We now know why: he had had an affair, the woman became pregnant, and hostile media had uncovered the story.

The story was made all the more scandalous by the fact that Edwards’ wife, Elizabeth, had been diagnosed with terminal cancer. (She has since passed away.)

Edwards’ withdrawal from the race left the Democrats with a choice between two centrist candidates, and rest is history. Where Obama failed — with a very weak and limited reform of health care, and a complete failure to reform labour laws — Edwards would have done well.

Fast forward to 2012. Federal prosecutors decided to punish Edwards for his sins, and discovered that a 102-year-old millionairess named “Bunny” Mellon had paid to cover up the 2008 scandal. This, they believed, was a federal crime. Edwards had misappropriated campaign funds.

The case cost the taxpayer millions, dragged on for months, and last week the jury ruled that Edwards was not guilty of one of the six charges and couldn’t reach a consensus on the others. The judge declared a mistrial.

The reaction of nearly everyone was to declare that while the trial was clearly a massive waste of money and time, Edwards was, of course, a rotten scumbag.

The fact that his and Elizabeth’s children stood by him carried no weight. The man, it was agreed by all, was something of a moral monster.

A liberal columnist wrote a piece for the New York Times pointing out just how vacuous Edwards was — triggering hundreds of comments which revealed a consensus that Edwards was somehow less than human, and was certainly a moral criminal of the worst kind.

All this to me stinks of hypocrisy — the rank kind of hypocrisy that makes America such a problematic place for the left.

What should have been a private matter between John and Elizabeth Edwards has become the concern of all, and everyone has an opinion.

Nothing about Edwards seems relevant anymore except his adultery. He has committed a mortal sin. As if he was the only American to have ever done this.

This notion of morality is almost medieval — and is part of the hypocritical morality in America that makes it so hard to legalise gay marriage or safeguard abortion rights.

Some politicians — such as the saintly John Kennedy, or the slightly-less-saintly Bill Clinton, can get away with it. Some can’t. One wonders if part of the reason for the virulent hatred of Edwards is related somehow to his politics.

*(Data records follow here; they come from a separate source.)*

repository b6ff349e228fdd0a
//! Pure scoring for submitted exam answers. No I/O; callers load the
//! question set and persist the outcome.

use std::collections::{BTreeSet, HashMap};

use serde::{Deserialize, Serialize};

use crate::db::models::{Question, QuestionOption};
use crate::db::types::QuestionType;

#[derive(Debug, Clone)]
pub(crate) struct GradableOption {
    pub(crate) id: String,
    pub(crate) text: String,
    pub(crate) is_correct: bool,
    pub(crate) display_order: i32,
}

#[derive(Debug, Clone)]
pub(crate) struct GradableQuestion {
    pub(crate) id: String,
    pub(crate) question_type: QuestionType,
    pub(crate) points: i32,
    pub(crate) options: Vec<GradableOption>,
}

/// A submitted answer value: one option id (or free text) for single-answer
/// questions, a list of option ids for multiple_select.
#[derive(Debug, Clone, Serialize, Deserialize)]
#[serde(untagged)]
pub(crate) enum SubmittedValue {
    Single(String),
    Many(Vec<String>),
}

#[derive(Debug, Clone, Copy, PartialEq, Eq)]
pub(crate) enum AnswerVerdict {
    Correct,
    Incorrect,
    /// Free-text answers await manual review and earn nothing for now.
    Pending,
}

#[derive(Debug, Clone)]
pub(crate) struct GradedAnswer {
    pub(crate) question_id: String,
    pub(crate) value: SubmittedValue,
    pub(crate) verdict: AnswerVerdict,
    pub(crate) earned_points: f64,
}

#[derive(Debug, Clone)]
pub(crate) struct GradeOutcome {
    pub(crate) answers: Vec<GradedAnswer>,
    pub(crate) correct_count: i64,
    pub(crate) total_questions: i64,
    pub(crate) earned_points: f64,
    pub(crate) total_points: f64,
    /// Point-weighted percentage over ALL questions in the exam, 0.0 when the
    /// exam has no questions.
    pub(crate) score: f64,
}

pub(crate) fn build_gradable(
    questions: Vec<Question>,
    options: Vec<QuestionOption>,
) -> Vec<GradableQuestion> {
    let mut grouped: HashMap<String, Vec<GradableOption>> = HashMap::new();
    for option in options {
        grouped.entry(option.question_id.clone()).or_default().push(GradableOption {
            id: option.id,
            text: option.option_text,
            is_correct: option.is_correct,
            display_order: option.display_order,
        });
    }

    questions
        .into_iter()
        .map(|question| GradableQuestion {
            options: grouped.remove(&question.id).unwrap_or_default(),
            id: question.id,
            question_type: question.question_type,
            points: question.points,
        })
        .collect()
}

pub(crate) fn grade(
    questions: &[GradableQuestion],
    submissions: Vec<(String, SubmittedValue)>,
) -> GradeOutcome {
    let by_id: HashMap<&str, &GradableQuestion> =
        questions.iter().map(|question| (question.id.as_str(), question)).collect();

    // Last submission for a question wins; ids outside the exam are ignored.
    let mut ordered: Vec<(String, SubmittedValue)> = Vec::new();
    for (question_id, value) in submissions {
        if !by_id.contains_key(question_id.as_str()) {
            continue;
        }
        match ordered.iter_mut().find(|(existing, _)| *existing == question_id) {
            Some(entry) => entry.1 = value,
            None => ordered.push((question_id, value)),
        }
    }

    let mut answers = Vec::with_capacity(ordered.len());
    let mut correct_count = 0i64;
    let mut earned_points = 0.0f64;

    for (question_id, value) in ordered {
        let question = by_id[question_id.as_str()];
        let verdict = grade_one(question, &value);

        let earned = match verdict {
            AnswerVerdict::Correct => {
                correct_count += 1;
                f64::from(question.points)
            }
            AnswerVerdict::Incorrect | AnswerVerdict::Pending => 0.0,
        };
        earned_points += earned;

        answers.push(GradedAnswer { question_id, value, verdict, earned_points: earned });
    }

    let total_points: f64 = questions.iter().map(|question| f64::from(question.points)).sum();
    let score = if total_points > 0.0 {
        round2(earned_points / total_points * 100.0)
    } else {
        0.0
    };

    GradeOutcome {
        answers,
        correct_count,
        total_questions: questions.len() as i64,
        earned_points,
        total_points,
        score,
    }
}

fn grade_one(question: &GradableQuestion, value: &SubmittedValue) -> AnswerVerdict {
    match question.question_type {
        QuestionType::MultipleChoice => {
            let SubmittedValue::Single(submitted) = value else {
                return AnswerVerdict::Incorrect;
            };
            match correct_single_option(question) {
                Some(correct) if correct.id == *submitted => AnswerVerdict::Correct,
                _ => AnswerVerdict::Incorrect,
            }
        }
        QuestionType::TrueFalse => {
            let SubmittedValue::Single(submitted) = value else {
                return AnswerVerdict::Incorrect;
            };
            match correct_single_option(question) {
                Some(correct) if normalize(submitted) == normalize(&correct.text) => {
                    AnswerVerdict::Correct
                }
                _ => AnswerVerdict::Incorrect,
            }
        }
        QuestionType::MultipleSelect => {
            let submitted: BTreeSet<&str> = match value {
                SubmittedValue::Single(id) => BTreeSet::from([id.as_str()]),
                SubmittedValue::Many(ids) => ids.iter().map(String::as_str).collect(),
            };
            let expected: BTreeSet<&str> = question
                .options
                .iter()
                .filter(|option| option.is_correct)
                .map(|option| option.id.as_str())
                .collect();
            if !expected.is_empty() && submitted == expected {
                AnswerVerdict::Correct
            } else {
                AnswerVerdict::Incorrect
            }
        }
        QuestionType::ShortAnswer | QuestionType::Essay => AnswerVerdict::Pending,
    }
}

/// The single correct option; if legacy data carries several, the lowest
/// display_order wins deterministically.
fn correct_single_option(question: &GradableQuestion) -> Option<&GradableOption> {
    question
        .options
        .iter()
        .filter(|option| option.is_correct)
        .min_by_key(|option| option.display_order)
}

fn normalize(text: &str) -> String {
    text.trim().to_lowercase()
}

fn round2(value: f64) -> f64 {
    (value * 100.0).round() / 100.0
}

#[cfg(test)]
mod tests {
    use super::*;

    fn option(id: &str, text: &str, is_correct: bool, display_order: i32) -> GradableOption {
        GradableOption { id: id.to_string(), text: text.to_string(), is_correct, display_order }
    }

    fn question(
        id: &str,
        question_type: QuestionType,
        points: i32,
        options: Vec<GradableOption>,
    ) -> GradableQuestion {
        GradableQuestion { id: id.to_string(), question_type, points, options }
    }

    fn single(id: &str, value: &str) -> (String, SubmittedValue) {
        (id.to_string(), SubmittedValue::Single(value.to_string()))
    }

    fn many(id: &str, values: &[&str]) -> (String, SubmittedValue) {
        (
            id.to_string(),
            SubmittedValue::Many(values.iter().map(|value| value.to_string()).collect()),
        )
    }

    fn two_question_exam() -> Vec<GradableQuestion> {
        vec![
            question(
                "q1",
                QuestionType::MultipleChoice,
                1,
                vec![option("5", "A", true, 0), option("6", "B", false, 1)],
            ),
            question(
                "q2",
                QuestionType::MultipleSelect,
                1,
                vec![
                    option("7", "A", true, 0),
                    option("8", "B", true, 1),
                    option("9", "C", false, 2),
                ],
            ),
        ]
    }

    #[test]
    fn all_correct_scores_100() {
        let questions = two_question_exam();
        let outcome = grade(&questions, vec![single("q1", "5"), many("q2", &["7", "8"])]);
        assert_eq!(outcome.score, 100.0);
        assert_eq!(outcome.correct_count, 2);
        assert_eq!(outcome.total_questions, 2);
    }

    #[test]
    fn all_wrong_scores_0() {
        let questions = two_question_exam();
        let outcome = grade(&questions, vec![single("q1", "6"), many("q2", &["7"])]);
        assert_eq!(outcome.score, 0.0);
        assert_eq!(outcome.correct_count, 0);
    }

    #[test]
    fn no_answers_scores_0() {
        let questions = two_question_exam();
        let outcome = grade(&questions, vec![]);
        assert_eq!(outcome.score, 0.0);
        assert_eq!(outcome.correct_count, 0);
        assert_eq!(outcome.total_questions, 2);
    }

    #[test]
    fn empty_exam_scores_0() {
        let outcome = grade(&[], vec![]);
        assert_eq!(outcome.score, 0.0);
        assert_eq!(outcome.total_points, 0.0);
    }

    #[test]
    fn multiple_select_subset_is_incorrect() {
        let questions = two_question_exam();
        let outcome = grade(&questions, vec![many("q2", &["7"])]);
        assert_eq!(outcome.answers[0].verdict, AnswerVerdict::Incorrect);
    }

    #[test]
    fn multiple_select_superset_is_incorrect() {
        let questions = two_question_exam();
        let outcome = grade(&questions, vec![many("q2", &["7", "8", "9"])]);
        assert_eq!(outcome.answers[0].verdict, AnswerVerdict::Incorrect);
    }

    #[test]
    fn multiple_select_order_does_not_matter() {
        let questions = two_question_exam();
        let outcome = grade(&questions, vec![many("q2", &["8", "7"])]);
        assert_eq!(outcome.answers[0].verdict, AnswerVerdict::Correct);
    }

    #[test]
    fn unknown_question_ids_are_skipped() {
        let questions = two_question_exam();
        let outcome =
            grade(&questions, vec![single("q1", "5"), single("ghost", "5"), many("q2", &["7", "8"])]);
        assert_eq!(outcome.answers.len(), 2);
        assert_eq!(outcome.score, 100.0);
    }

    #[test]
    fn true_false_normalizes_whitespace_and_case() {
        let questions = vec![question(
            "q1",
            QuestionType::TrueFalse,
            1,
            vec![option("1", "True", true, 0), option("2", "False", false, 1)],
        )];
        let outcome = grade(&questions, vec![single("q1", "  tRuE ")]);
        assert_eq!(outcome.answers[0].verdict, AnswerVerdict::Correct);
        assert_eq!(outcome.score, 100.0);
    }

    #[test]
    fn free_text_answers_are_pending_and_earn_nothing() {
        let questions = vec![
            question("q1", QuestionType::Essay, 5, vec![]),
            question("q2", QuestionType::ShortAnswer, 5, vec![]),
        ];
        let outcome =
            grade(&questions, vec![single("q1", "my essay"), single("q2", "an answer")]);
        assert_eq!(outcome.answers[0].verdict, AnswerVerdict::Pending);
        assert_eq!(outcome.answers[1].verdict, AnswerVerdict::Pending);
        assert_eq!(outcome.score, 0.0);
        assert_eq!(outcome.correct_count, 0);
    }

    #[test]
    fn score_is_point_weighted_over_all_questions() {
        let questions = vec![
            question(
                "q1",
                QuestionType::MultipleChoice,
                1,
                vec![option("a", "A", true, 0), option("b", "B", false, 1)],
            ),
            question(
                "q2",
                QuestionType::MultipleChoice,
                3,
                vec![option("c", "C", true, 0), option("d", "D", false, 1)],
            ),
        ];
        let outcome = grade(&questions, vec![single("q1", "a"), single("q2", "d")]);
        assert_eq!(outcome.score, 25.0);
        assert_eq!(outcome.earned_points, 1.0);
        assert_eq!(outcome.total_points, 4.0);
    }

    #[test]
    fn unanswered_questions_still_count_in_the_denominator() {
        let questions = two_question_exam();
        let outcome = grade(&questions, vec![single("q1", "5")]);
        assert_eq!(outcome.score, 50.0);
    }

    #[test]
    fn legacy_multi_correct_choice_breaks_tie_by_display_order() {
        let questions = vec![question(
            "q1",
            QuestionType::MultipleChoice,
            1,
            vec![option("late", "B", true, 5), option("early", "A", true, 1)],
        )];
        let outcome = grade(&questions, vec![single("q1", "early")]);
        assert_eq!(outcome.answers[0].verdict, AnswerVerdict::Correct);

        let outcome = grade(&questions, vec![single("q1", "late")]);
        assert_eq!(outcome.answers[0].verdict, AnswerVerdict::Incorrect);
    }

    #[test]
    fn repeated_answers_for_a_question_keep_the_last() {
        let questions = two_question_exam();
        let outcome = grade(&questions, vec![single("q1", "6"), single("q1", "5")]);
        assert_eq!(outcome.answers.len(), 1);
        assert_eq!(outcome.answers[0].verdict, AnswerVerdict::Correct);
    }

    #[test]
    fn choice_with_no_correct_option_never_matches() {
        let questions = vec![question(
            "q1",
            QuestionType::MultipleChoice,
            1,
            vec![option("a", "A", false, 0)],
        )];
        let outcome = grade(&questions, vec![single("q1", "a")]);
        assert_eq!(outcome.answers[0].verdict, AnswerVerdict::Incorrect);
    }
}
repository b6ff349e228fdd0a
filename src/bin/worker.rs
#[tokio::main]
async fn main() -> anyhow::Result<()> {
    if let Err(e) = examdesk::run_worker().await {
        eprintln!("examdesk-worker fatal: {e:#}");
        std::process::exit(1);
    }
    Ok(())
}
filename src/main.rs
#[tokio::main]
async fn main() -> anyhow::Result<()> {
    if let Err(e) = examdesk::run().await {
        eprintln!("examdesk fatal: {e:#}");
        std::process::exit(1);
    }
    Ok(())
}
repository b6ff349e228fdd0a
use rand::Rng;
use sha2::{Digest, Sha256};

const ALPHABET: &[u8] = b"ABCDEFGHJKLMNPQRSTUVWXYZabcdefghjkmnpqrstuvwxyz23456789";
const TOKEN_LEN: usize = 48;

/// Raw token handed to the user; only its hash is stored.
pub(crate) fn generate_reset_token() -> String {
    let mut rng = rand::thread_rng();
    let mut output = String::with_capacity(TOKEN_LEN);
    for _ in 0..TOKEN_LEN {
        let index = rng.gen_range(0..ALPHABET.len());
        output.push(ALPHABET[index] as char);
    }
    output
}

pub(crate) fn hash_reset_token(token: &str) -> String {
    let mut hasher = Sha256::new();
    hasher.update(token.as_bytes());
    hex::encode(hasher.finalize())
}

#[cfg(test)]
mod tests {
    use super::*;

    #[test]
    fn generated_tokens_are_unique_and_sized() {
        let first = generate_reset_token();
        let second = generate_reset_token();
        assert_eq!(first.len(), TOKEN_LEN);
        assert_ne!(first, second);
    }

    #[test]
    fn hash_is_stable_hex_sha256() {
        let token = "fixed-token";
        assert_eq!(hash_reset_token(token), hash_reset_token(token));
        assert_eq!(hash_reset_token(token).len(), 64);
        assert_ne!(hash_reset_token(token), hash_reset_token("other-token"));
    }
}
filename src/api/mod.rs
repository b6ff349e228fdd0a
pub(crate) mod attempts;
pub(crate) mod auth;
pub(crate) mod errors;
pub(crate) mod exams;
pub(crate) mod guards;
pub(crate) mod handlers;
pub(crate) mod pagination;
pub(crate) mod questions;
pub(crate) mod router;
pub(crate) mod users;
pub(crate) mod validation;
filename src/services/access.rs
//! Ownership checks, evaluated against freshly loaded rows on every request.

use crate::db::models::{Exam, ExamAttempt, User};
use crate::db::types::UserRole;

pub(crate) fn can_author_exams(actor: &User) -> bool {
    matches!(actor.role, UserRole::Teacher | UserRole::Admin)
}

pub(crate) fn can_manage_exam(actor: &User, exam: &Exam) -> bool {
    actor.role == UserRole::Admin || exam.creator_id == actor.id
}

pub(crate) fn can_view_attempt(actor: &User, attempt: &ExamAttempt, exam: &Exam) -> bool {
    attempt.student_id == actor.id || can_manage_exam(actor, exam)
}

#[cfg(test)]
mod tests {
    use super::*;
    use crate::core::time::primitive_now_utc;
    use crate::db::types::{AttemptStatus, DifficultyLevel};

    fn user(id: &str, role: UserRole) -> User {
        let now = primitive_now_utc();
        User {
            id: id.to_string(),
            username: id.to_string(),
            email: format!("{id}@example.com"),
            hashed_password: String::new(),
            full_name: id.to_string(),
            role,
            is_active: true,
            created_at: now,
            updated_at: now,
        }
    }

    fn exam(id: &str, creator_id: &str) -> Exam {
        let now = primitive_now_utc();
        Exam {
            id: id.to_string(),
            title: "Exam".to_string(),
            description: None,
            creator_id: creator_id.to_string(),
            duration_minutes: 60,
            passing_score: 60,
            difficulty: DifficultyLevel::Medium,
            start_time: None,
            end_time: None,
            is_active: true,
            created_at: now,
            updated_at: now,
        }
    }

    fn attempt(exam_id: &str, student_id: &str) -> ExamAttempt {
        let now = primitive_now_utc();
        ExamAttempt {
            id: "attempt-1".to_string(),
            exam_id: exam_id.to_string(),
            student_id: student_id.to_string(),
            status: AttemptStatus::Registered,
            registered_at: now,
            started_at: None,
            completed_at: None,
            score: None,
            passed: false,
            created_at: now,
            updated_at: now,
        }
    }

    #[test]
    fn students_cannot_author_exams() {
        assert!(!can_author_exams(&user("s", UserRole::Student)));
        assert!(can_author_exams(&user("t", UserRole::Teacher)));
        assert!(can_author_exams(&user("a", UserRole::Admin)));
    }

    #[test]
    fn only_creator_or_admin_manages_exam() {
        let exam = exam("e1", "teacher-1");
        assert!(can_manage_exam(&user("teacher-1", UserRole::Teacher), &exam));
        assert!(!can_manage_exam(&user("teacher-2", UserRole::Teacher), &exam));
        assert!(can_manage_exam(&user("root", UserRole::Admin), &exam));
        assert!(!can_manage_exam(&user("student-1", UserRole::Student), &exam));
    }

    #[test]
    fn attempt_visible_to_owner_creator_and_admin() {
        let exam = exam("e1", "teacher-1");
        let attempt = attempt("e1", "student-1");
        assert!(can_view_attempt(&user("student-1", UserRole::Student), &attempt, &exam));
        assert!(can_view_attempt(&user("teacher-1", UserRole::Teacher), &attempt, &exam));
        assert!(can_view_attempt(&user("root", UserRole::Admin), &attempt, &exam));
        assert!(!can_view_attempt(&user("student-2", UserRole::Student), &attempt, &exam));
    }
}
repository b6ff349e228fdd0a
use serde::{Deserialize, Serialize};

use crate::core::time::format_primitive;
use crate::db::models::ExamAttempt;
use crate::db::types::AttemptStatus;
use crate::schemas::question::StudentQuestionResponse;
use crate::services::grading::SubmittedValue;

#[derive(Debug, Serialize)]
pub(crate) struct AttemptResponse {
    pub(crate) id: String,
    pub(crate) exam_id: String,
    pub(crate) student_id: String,
    pub(crate) status: AttemptStatus,
    pub(crate) registered_at: String,
    pub(crate) started_at: Option<String>,
    pub(crate) completed_at: Option<String>,
    pub(crate) score: Option<f64>,
    pub(crate) passed: bool,
}

impl AttemptResponse {
    pub(crate) fn from_db(attempt: ExamAttempt) -> Self {
        Self {
            id: attempt.id,
            exam_id: attempt.exam_id,
            student_id: attempt.student_id,
            status: attempt.status,
            registered_at: format_primitive(attempt.registered_at),
            started_at: attempt.started_at.map(format_primitive),
            completed_at: attempt.completed_at.map(format_primitive),
            score: attempt.score,
            passed: attempt.passed,
        }
    }
}

/// Returned when a student starts (or re-enters) an attempt.
#[derive(Debug, Serialize)]
pub(crate) struct StartResponse {
    pub(crate) attempt: AttemptResponse,
    pub(crate) questions: Vec<StudentQuestionResponse>,
}

#[derive(Debug, Deserialize)]
pub(crate) struct SubmittedAnswer {
    #[serde(alias = "questionId")]
    pub(crate) question_id: String,
    pub(crate) value: SubmittedValue,
}

#[derive(Debug, Deserialize)]
pub(crate) struct SubmitRequest {
    #[serde(default)]
    pub(crate) answers: Vec<SubmittedAnswer>,
}

#[derive(Debug, Serialize)]
pub(crate) struct SubmitResult {
    pub(crate) attempt_id: String,
    pub(crate) score: f64,
    pub(crate) passed: bool,
    pub(crate) correct_count: i64,
    pub(crate) total_questions: i64,
    pub(crate) earned_points: f64,
    pub(crate) total_points: f64,
}

#[derive(Debug, Serialize)]
pub(crate) struct AnswerResponse {
    pub(crate) question_id: String,
    pub(crate) response: serde_json::Value,
    /// `null` while a free-text answer awaits manual review.
    pub(crate) is_correct: Option<bool>,
    pub(crate) earned_points: f64,
}

impl AnswerResponse {
    pub(crate) fn from_db(answer: crate::db::models::Answer) -> Self {
        Self {
            question_id: answer.question_id,
            response: answer.response.0,
            is_correct: answer.is_correct,
            earned_points: answer.earned_points,
        }
    }
}

#[derive(Debug, Serialize)]
pub(crate) struct AttemptDetailResponse {
    #[serde(flatten)]
    pub(crate) attempt: AttemptResponse,
    pub(crate) answers: Vec<AnswerResponse>,
}

#[cfg(test)]
mod tests {
    use super::*;

    #[test]
    fn submit_request_accepts_single_and_many_values() {
        let payload: SubmitRequest = serde_json::from_str(
            r#"{
                "answers": [
                    {"question_id": "q1", "value": "opt-1"},
                    {"questionId": "q2", "value": ["opt-2", "opt-3"]}
                ]
            }"#,
        )
        .unwrap();
        assert_eq!(payload.answers.len(), 2);
        assert!(matches!(payload.answers[0].value, SubmittedValue::Single(_)));
        assert!(matches!(payload.answers[1].value, SubmittedValue::Many(_)));
    }

    #[test]
    fn submit_request_defaults_to_empty_answers() {
        let payload: SubmitRequest = serde_json::from_str("{}").unwrap();
        assert!(payload.answers.is_empty());
    }
}
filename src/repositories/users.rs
use sqlx::PgPool;

use crate::db::models::User;
use crate::db::types::UserRole;

pub(crate) const COLUMNS: &str = "\
    id, username, email, hashed_password, full_name, role, is_active, created_at, updated_at";

pub(crate) async fn find_by_id(pool: &PgPool, id: &str) -> Result<Option<User>, sqlx::Error> {
    sqlx::query_as::<_, User>(&format!("SELECT {COLUMNS} FROM users WHERE id = $1"))
        .bind(id)
        .fetch_optional(pool)
        .await
}

pub(crate) async fn find_by_username(
    pool: &PgPool,
    username: &str,
) -> Result<Option<User>, sqlx::Error> {
    sqlx::query_as::<_, User>(&format!("SELECT {COLUMNS} FROM users WHERE username = $1"))
        .bind(username)
        .fetch_optional(pool)
        .await
}

pub(crate) async fn find_by_email(pool: &PgPool, email: &str) -> Result<Option<User>, sqlx::Error> {
    sqlx::query_as::<_, User>(&format!("SELECT {COLUMNS} FROM users WHERE lower(email) = lower($1)"))
        .bind(email)
        .fetch_optional(pool)
        .await
}

pub(crate) async fn exists_by_username_or_email(
    pool: &PgPool,
    username: &str,
    email: &str,
) -> Result<Option<String>, sqlx::Error> {
    sqlx::query_scalar::<_, String>(
        "SELECT id FROM users WHERE username = $1 OR lower(email) = lower($2)",
    )
    .bind(username)
    .bind(email)
    .fetch_optional(pool)
    .await
}

pub(crate) struct CreateUser<'a> {
    pub(crate) id: &'a str,
    pub(crate) username: &'a str,
    pub(crate) email: &'a str,
    pub(crate) hashed_password: String,
    pub(crate) full_name: &'a str,
    pub(crate) role: UserRole,
    pub(crate) is_active: bool,
    pub(crate) created_at: time::PrimitiveDateTime,
    pub(crate) updated_at: time::PrimitiveDateTime,
}

pub(crate) async fn create(pool: &PgPool, params: CreateUser<'_>) -> Result<User, sqlx::Error> {
    sqlx::query_as::<_, User>(&format!(
        "INSERT INTO users (
            id, username, email, hashed_password, full_name, role, is_active,
            created_at, updated_at
        ) VALUES ($1,$2,$3,$4,$5,$6,$7,$8,$9)
        RETURNING {COLUMNS}",
    ))
    .bind(params.id)
    .bind(params.username)
    .bind(params.email)
    .bind(params.hashed_password)
    .bind(params.full_name)
    .bind(params.role)
    .bind(params.is_active)
    .bind(params.created_at)
    .bind(params.updated_at)
    .fetch_one(pool)
    .await
}

pub(crate) struct UpdateUser {
    pub(crate) full_name: Option<String>,
    pub(crate) role: Option<UserRole>,
    pub(crate) is_active: Option<bool>,
    pub(crate) hashed_password: Option<String>,
    pub(crate) updated_at: time::PrimitiveDateTime,
}

pub(crate) async fn update(pool: &PgPool, id: &str, params: UpdateUser) -> Result<(), sqlx::Error> {
    sqlx::query(
        "UPDATE users SET
            full_name = COALESCE($1, full_name),
            role = COALESCE($2, role),
            is_active = COALESCE($3, is_active),
            hashed_password = COALESCE($4, hashed_password),
            updated_at = $5
         WHERE id = $6",
    )
    .bind(params.full_name)
    .bind(params.role)
    .bind(params.is_active)
    .bind(params.hashed_password)
    .bind(params.updated_at)
    .bind(id)
    .execute(pool)
    .await?;
    Ok(())
}

pub(crate) async fn set_password(
    executor: impl sqlx::PgExecutor<'_>,
    id: &str,
    hashed_password: &str,
    now: time::PrimitiveDateTime,
) -> Result<(), sqlx::Error> {
    sqlx::query("UPDATE users SET hashed_password = $1, updated_at = $2 WHERE id = $3")
        .bind(hashed_password)
        .bind(now)
        .bind(id)
        .execute(executor)
        .await?;
    Ok(())
}

pub(crate) async fn fetch_one_by_id(pool: &PgPool, id: &str) -> Result<User, sqlx::Error> {
    sqlx::query_as::<_, User>(&format!("SELECT {COLUMNS} FROM users WHERE id = $1"))
        .bind(id)
        .fetch_one(pool)
        .await
}
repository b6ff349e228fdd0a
use tokio::signal;

pub(crate) async fn shutdown_signal() {
    let ctrl_c = async {
        if let Err(err) = signal::ctrl_c().await {
            tracing::error!(error = %err, "Failed to install Ctrl+C handler");
            std::future::pending::<()>().await;
        }
    };

    #[cfg(unix)]
    let terminate = async {
        match signal::unix::signal(signal::unix::SignalKind::terminate()) {
            Ok(mut stream) => {
                stream.recv().await;
            }
            Err(err) => {
                tracing::error!(error = %err, "Failed to install SIGTERM handler");
                std::future::pending::<()>().await;
            }
        }
    };

    #[cfg(not(unix))]
    let terminate = std::future::pending::<()>();

    tokio::select! {
        _ = ctrl_c => {},
        _ = terminate => {},
    }

    tracing::info!("shutdown signal received");
}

After all, the American Right detested Bill Clinton, despite his decidedly middle-of-the-road liberalism. They hated John Edwards all the more, as his ideas — in an American context — smelled of something far more left-wing.

I write none of this to excuse any mistakes Edwards made. And in making those mistakes, he set the causes he campaigned for, such as fighting poverty, back by years.

But we on the Left should never allow ourselves to be among those currently howling for John Edwards’ blood. Their notion of morality and ours have nothing in common.